The task
Pull every line holding the string "load" from the records below.

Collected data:
+ + + +
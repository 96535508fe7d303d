//! Appender implementations

#[cfg(feature = "console")]
pub mod console;
#[cfg(feature = "file")]
pub mod file;
pub mod json;

#[cfg(feature = "console")]
pub use console::ConsoleAppender;
#[cfg(feature = "file")]
pub use file::FileAppender;
pub use json::JsonAppender;

pub use crate::core::Appender;
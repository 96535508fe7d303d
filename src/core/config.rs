//! Serializable logger configuration

use super::context::FieldValue;
use super::error::{LoggerError, Result};
use super::level::Level;
use serde::Deserialize;
use std::collections::HashMap;

/// Logger settings as they appear in a configuration file
///
/// Every field is optional; missing fields take the builder defaults.
///
/// ```
/// use namedlog::{Level, LoggerConfig};
///
/// let config = LoggerConfig::from_json(r#"{"name": "billing", "level": "warn"}"#).unwrap();
/// assert_eq!(config.level().unwrap(), Level::WARN);
/// ```
#[derive(Debug, Clone, Deserialize)]
#[serde(default)]
pub struct LoggerConfig {
    pub name: String,
    pub level: String,
    pub panic_on_error: bool,
    pub disabled: bool,
    pub context: HashMap<String, FieldValue>,
}

impl LoggerConfig {
    pub fn from_json(json: &str) -> Result<Self> {
        Ok(serde_json::from_str(json)?)
    }

    pub fn level(&self) -> Result<Level> {
        self.level
            .parse()
            .map_err(|_| LoggerError::config("LoggerConfig", format!("unknown level '{}'", self.level)))
    }

    pub fn validate(&self) -> Result<()> {
        if self.name.trim().is_empty() {
            return Err(LoggerError::config("LoggerConfig", "logger name must not be empty"));
        }
        self.level().map(|_| ())
    }
}

impl Default for LoggerConfig {
    fn default() -> Self {
        Self {
            name: "main".to_string(),
            level: Level::INFO.name.to_string(),
            panic_on_error: false,
            disabled: false,
            context: HashMap::new(),
        }
    }
}
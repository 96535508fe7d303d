//! # namedlog
//!
//! Named, leveled loggers that build contextual records and fan them out to
//! pluggable appenders.
//!
//! ## Features
//!
//! - **Level gating**: records below a logger's minimum level are never built
//! - **Shared context**: key-value fields attached to every record, shared
//!   between a logger and its copies
//! - **Ordered fan-out**: appenders receive each record in registration order,
//!   isolated from each other's failures
//! - **Aligned names**: console output pads and abbreviates logger names to a
//!   common width
//!
//! ```
//! use namedlog::prelude::*;
//!
//! let logger = Logger::builder("service/user-auth/handler")
//!     .min_level(Level::DEBUG)
//!     .context_field("env", "prod")
//!     .build();
//!
//! logger.info("listening");
//! namedlog::debug!(logger, "accepted {} connections", 3);
//! ```

pub mod appenders;
pub mod core;
pub mod macros;

pub mod prelude {
    #[cfg(feature = "console")]
    pub use crate::appenders::ConsoleAppender;
    #[cfg(feature = "file")]
    pub use crate::appenders::FileAppender;
    pub use crate::appenders::JsonAppender;
    pub use crate::core::{
        Appender, Context, DisableTarget, FieldValue, Level, Logger, LoggerBuilder, LoggerConfig,
        LoggerError, LoggerMetrics, NameNormalizer, Record, Result,
    };
}

#[cfg(feature = "console")]
pub use crate::appenders::ConsoleAppender;
#[cfg(feature = "file")]
pub use crate::appenders::FileAppender;
pub use crate::appenders::JsonAppender;
pub use crate::core::{
    Appender, Context, DisableTarget, FieldValue, Level, Logger, LoggerBuilder, LoggerConfig,
    LoggerError, LoggerMetrics, NameNormalizer, Record, Result, DEFAULT_CUR_NAME_LEN,
    DEFAULT_MAX_NAME_LEN,
};
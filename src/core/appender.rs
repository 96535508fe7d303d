//! Appender trait for log output destinations

use super::{error::Result, record::Record};
use std::fmt;
use std::sync::Arc;

/// A destination for log records
///
/// `id` is the key used by [`Logger::disable`](super::Logger::disable): two
/// distinct instances reporting the same id are treated as the same sink.
/// Appenders are shared between a logger and its copies, so `append` takes
/// `&self`; sinks that hold mutable state guard it themselves.
pub trait Appender: Send + Sync {
    fn append(&self, record: &Record<'_>) -> Result<()>;

    fn id(&self) -> &str;

    fn flush(&self) -> Result<()> {
        Ok(())
    }
}

/// What to remove with [`Logger::disable`](super::Logger::disable)
#[derive(Clone)]
pub enum DisableTarget {
    ById(String),
    ByInstance(Arc<dyn Appender>),
}

impl DisableTarget {
    /// Whether `candidate` is the sink this target names
    ///
    /// An instance target matches the same allocation or any appender
    /// reporting the same id.
    pub fn matches(&self, candidate: &Arc<dyn Appender>) -> bool {
        match self {
            DisableTarget::ById(id) => candidate.id() == id,
            DisableTarget::ByInstance(appender) => {
                Arc::ptr_eq(appender, candidate) || appender.id() == candidate.id()
            }
        }
    }
}

impl fmt::Debug for DisableTarget {
    fn fmt(&self, f: &mut fmt::Formatter<'_>) -> fmt::Result {
        match self {
            DisableTarget::ById(id) => f.debug_tuple("ById").field(id).finish(),
            DisableTarget::ByInstance(appender) => {
                f.debug_tuple("ByInstance").field(&appender.id()).finish()
            }
        }
    }
}

impl From<&str> for DisableTarget {
    fn from(id: &str) -> Self {
        DisableTarget::ById(id.to_string())
    }
}

impl From<String> for DisableTarget {
    fn from(id: String) -> Self {
        DisableTarget::ById(id)
    }
}

impl From<Arc<dyn Appender>> for DisableTarget {
    fn from(appender: Arc<dyn Appender>) -> Self {
        DisableTarget::ByInstance(appender)
    }
}

impl From<&Arc<dyn Appender>> for DisableTarget {
    fn from(appender: &Arc<dyn Appender>) -> Self {
        DisableTarget::ByInstance(Arc::clone(appender))
    }
}
//! Log record structure

use super::context::{Context, FieldValue};
use super::level::Level;
use super::logger::Logger;
use chrono::{DateTime, Utc};
use serde::Serialize;

/// One materialized log event
///
/// A record lives only for the dispatch call that built it and borrows the
/// logger that produced it. The context is captured as a handle to the
/// logger's map, so appenders observe the map as it is when they read it.
///
/// Serialized field names are stable: `time`, `message`, `level`, `data`,
/// `ctx`, `pid`. The logger back-reference is never serialized.
#[derive(Debug, Serialize)]
pub struct Record<'a> {
    #[serde(rename = "time")]
    pub timestamp: DateTime<Utc>,
    pub message: String,
    pub level: Level,
    pub data: Vec<FieldValue>,
    #[serde(rename = "ctx")]
    pub context: Context,
    pub pid: u32,
    #[serde(skip)]
    pub logger: &'a Logger,
}

impl<'a> Record<'a> {
    pub fn new(logger: &'a Logger, level: Level, message: String, data: Vec<FieldValue>) -> Self {
        Self {
            timestamp: Utc::now(),
            message,
            level,
            data,
            context: logger.context().clone(),
            pid: logger.pid(),
            logger,
        }
    }

    /// Name of the originating logger
    pub fn logger_name(&self) -> &str {
        self.logger.name()
    }

    pub fn to_json(&self) -> serde_json::Result<String> {
        serde_json::to_string(self)
    }

    /// Message followed by data values, space separated
    pub fn message_with_data(&self) -> String {
        if self.data.is_empty() {
            return self.message.clone();
        }
        let data = self
            .data
            .iter()
            .map(ToString::to_string)
            .collect::<Vec<_>>()
            .join(" ");
        format!("{} {}", self.message, data)
    }
}
//! Basic logger usage example
//!
//! Demonstrates console logging at different levels, formatted messages and
//! the fatal signal.
//!
//! Run with: cargo run --example basic_usage

use namedlog::prelude::*;
use namedlog::{debug, info};

fn main() {
    println!("=== namedlog - Basic Usage Example ===\n");

    let mut logger = Logger::builder("service/user-auth/handler")
        .min_level(Level::DEBUG)
        .appender(ConsoleAppender::new())
        .build();

    println!("1. Logging at different levels:");
    logger.debug("This is a debug message");
    logger.info("This is an info message");
    logger.warn("This is a warning message");
    logger.error("This is an error message");

    println!("\n2. Formatted messages and data:");
    debug!(logger, "cache hit ratio {:.2}", 0.93);
    info!(logger, "listening on port {}", 8080);
    logger.info_with("request served", vec![FieldValue::from(200), FieldValue::from("GET")]);

    println!("\n3. Raising the minimum level to WARN:");
    logger.set_level(Level::WARN);
    logger.info("Info message (hidden)");
    logger.warn("Warning message (visible)");

    println!("\n4. PANIC logs, then returns a fatal error:");
    if let Err(err) = logger.panic("unrecoverable state") {
        println!("   caller received: {}", err);
    }

    println!("\n=== Example completed successfully! ===");
}
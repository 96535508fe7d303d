//! Main logger implementation
//!
//! A [`Logger`] gates each call on its minimum level, builds a [`Record`] and
//! hands it to every enabled appender in registration order, on the calling
//! thread.
//!
//! # Sharing
//!
//! [`Logger::copy`] (and `Clone`) produce a logger that shares the context
//! map, the appender list and the metrics of its source. Adding a context key
//! or enabling an appender on either one is visible on both. Replacing the
//! context with [`Logger::set_context`] or the appender list with
//! [`Logger::set_appenders`] detaches only the logger it is called on.
//!
//! The shared containers sit behind `parking_lot` locks, so concurrent calls
//! are memory safe. Ordering between a `disable` on one thread and a dispatch
//! on another is not defined: a record may or may not reach an appender that
//! is being removed while it is dispatched.

use super::{
    appender::{Appender, DisableTarget},
    config::LoggerConfig,
    context::{Context, FieldValue},
    error::{LoggerError, Result},
    level::Level,
    metrics::LoggerMetrics,
    record::Record,
};
use parking_lot::RwLock;
use std::any::Any;
use std::collections::HashMap;
use std::fmt;
use std::panic::{self, AssertUnwindSafe};
use std::sync::Arc;

type SharedAppenders = Arc<RwLock<Vec<Arc<dyn Appender>>>>;

#[derive(Clone)]
pub struct Logger {
    name: String,
    min_level: Level,
    context: Context,
    appenders: SharedAppenders,
    disabled: bool,
    panic_on_error: bool,
    pid: u32,
    metrics: Arc<LoggerMetrics>,
}
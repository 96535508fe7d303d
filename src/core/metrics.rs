//! Logger metrics for observability
//!
//! Counts what happened at the gate and during fan-out. A logger and its
//! copies share one set of counters.

use std::sync::atomic::{AtomicU64, Ordering};

/// Dispatch counters
///
/// # Example
///
/// ```
/// use namedlog::LoggerMetrics;
///
/// let metrics = LoggerMetrics::new();
/// metrics.record_emitted();
/// metrics.record_suppressed();
///
/// assert_eq!(metrics.emitted(), 1);
/// assert_eq!(metrics.suppressed(), 1);
/// ```
#[derive(Debug)]
pub struct LoggerMetrics {
    /// Records that passed the gate and were handed to the appenders
    emitted: AtomicU64,

    /// Records rejected by the gate
    suppressed: AtomicU64,

    /// Emitted records for which at least one appender failed
    failed: AtomicU64,
}

impl LoggerMetrics {
    pub const fn new() -> Self {
        Self {
            emitted: AtomicU64::new(0),
            suppressed: AtomicU64::new(0),
            failed: AtomicU64::new(0),
        }
    }

    #[inline]
    pub fn emitted(&self) -> u64 {
        self.emitted.load(Ordering::Relaxed)
    }

    #[inline]
    pub fn suppressed(&self) -> u64 {
        self.suppressed.load(Ordering::Relaxed)
    }

    #[inline]
    pub fn failed(&self) -> u64 {
        self.failed.load(Ordering::Relaxed)
    }

    #[inline]
    pub fn record_emitted(&self) -> u64 {
        self.emitted.fetch_add(1, Ordering::Relaxed)
    }

    #[inline]
    pub fn record_suppressed(&self) -> u64 {
        self.suppressed.fetch_add(1, Ordering::Relaxed)
    }

    #[inline]
    pub fn record_failed(&self) -> u64 {
        self.failed.fetch_add(1, Ordering::Relaxed)
    }

    /// Share of emitted records with an appender failure, as a percentage
    ///
    /// Returns 0.0 if nothing has been emitted.
    pub fn failure_rate(&self) -> f64 {
        let emitted = self.emitted() as f64;
        if emitted == 0.0 {
            0.0
        } else {
            (self.failed() as f64 / emitted) * 100.0
        }
    }

    pub fn reset(&self) {
        self.emitted.store(0, Ordering::Relaxed);
        self.suppressed.store(0, Ordering::Relaxed);
        self.failed.store(0, Ordering::Relaxed);
    }
}

impl Default for LoggerMetrics {
    fn default() -> Self {
        Self::new()
    }
}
+ + + +
Answer to the problem
        self.emitted.load(Ordering::Relaxed)
        self.suppressed.load(Ordering::Relaxed)
        self.failed.load(Ordering::Relaxed)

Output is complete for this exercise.